### TASK DETAILS
Exactly as given, reproduce the records in full.

### TASK INPUT
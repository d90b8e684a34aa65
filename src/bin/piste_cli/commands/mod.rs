// ABOUTME: Subcommand implementations for the Piste CLI
// ABOUTME: Gear arithmetic and lap-time conversion commands
//
// SPDX-License-Identifier: MIT OR Apache-2.0
// Copyright (c) 2025 Piste Contributors

/// Gear arithmetic commands
pub mod gear;

/// Lap-time conversion commands
pub mod time;
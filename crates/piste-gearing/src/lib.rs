// ABOUTME: Gear-ratio and lap-time calculation engine for the Piste platform
// ABOUTME: Pure numeric and string transforms with no I/O or shared state
//
// SPDX-License-Identifier: MIT OR Apache-2.0
// Copyright (c) 2025 Piste Contributors

#![deny(unsafe_code)]

//! # Piste Gearing
//!
//! The calculation engine behind every derived number in the Piste UI:
//! gear ratio, gear inches, development, speed/cadence conversion, and
//! lap-time formatting, parsing, and aggregation.
//!
//! Every function here is pure, synchronous, and referentially
//! transparent, so it is safe to call from any concurrency context
//! without synchronization. Numeric inputs are trusted: range checks
//! belong to `piste_core::validation` at the form boundary, never here.

/// Gear arithmetic: ratio, gear inches, development, speed and cadence
pub mod gear;

/// Lap-time formatting, parsing, and aggregate reductions
pub mod laptime;

/// Per-session lap reductions for display
pub mod summary;

pub use gear::{
    cadence_from_speed, development, gear_inches, ratio, speed_from_cadence, GearCalculator,
    GearMetrics,
};
pub use laptime::{average_time, best_time, format_time, parse_time, parse_time_strict};
pub use summary::SessionSummary;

### RESULT OF THE TASK
repository d90b8e684a34aa65
filename src/bin/piste_cli/commands/mod.rs
// ABOUTME: Subcommand implementations for the Piste CLI
// ABOUTME: Gear arithmetic and lap-time conversion commands
//
// SPDX-License-Identifier: MIT OR Apache-2.0
// Copyright (c) 2025 Piste Contributors

/// Gear arithmetic commands
pub mod gear;

/// Lap-time conversion commands
pub mod time;
filename crates/piste-gearing/src/lib.rs
// ABOUTME: Gear-ratio and lap-time calculation engine for the Piste platform
// ABOUTME: Pure numeric and string transforms with no I/O or shared state
//
// SPDX-License-Identifier: MIT OR Apache-2.0
// Copyright (c) 2025 Piste Contributors

#![deny(unsafe_code)]

//! # Piste Gearing
//!
//! The calculation engine behind every derived number in the Piste UI:
//! gear ratio, gear inches, development, speed/cadence conversion, and
//! lap-time formatting, parsing, and aggregation.
//!
//! Every function here is pure, synchronous, and referentially
//! transparent, so it is safe to call from any concurrency context
//! without synchronization. Numeric inputs are trusted: range checks
//! belong to `piste_core::validation` at the form boundary, never here.

/// Gear arithmetic: ratio, gear inches, development, speed and cadence
pub mod gear;

/// Lap-time formatting, parsing, and aggregate reductions
pub mod laptime;

/// Per-session lap reductions for display
pub mod summary;

pub use gear::{
    cadence_from_speed, development, gear_inches, ratio, speed_from_cadence, GearCalculator,
    GearMetrics,
};
pub use laptime::{average_time, best_time, format_time, parse_time, parse_time_strict};
pub use summary::SessionSummary;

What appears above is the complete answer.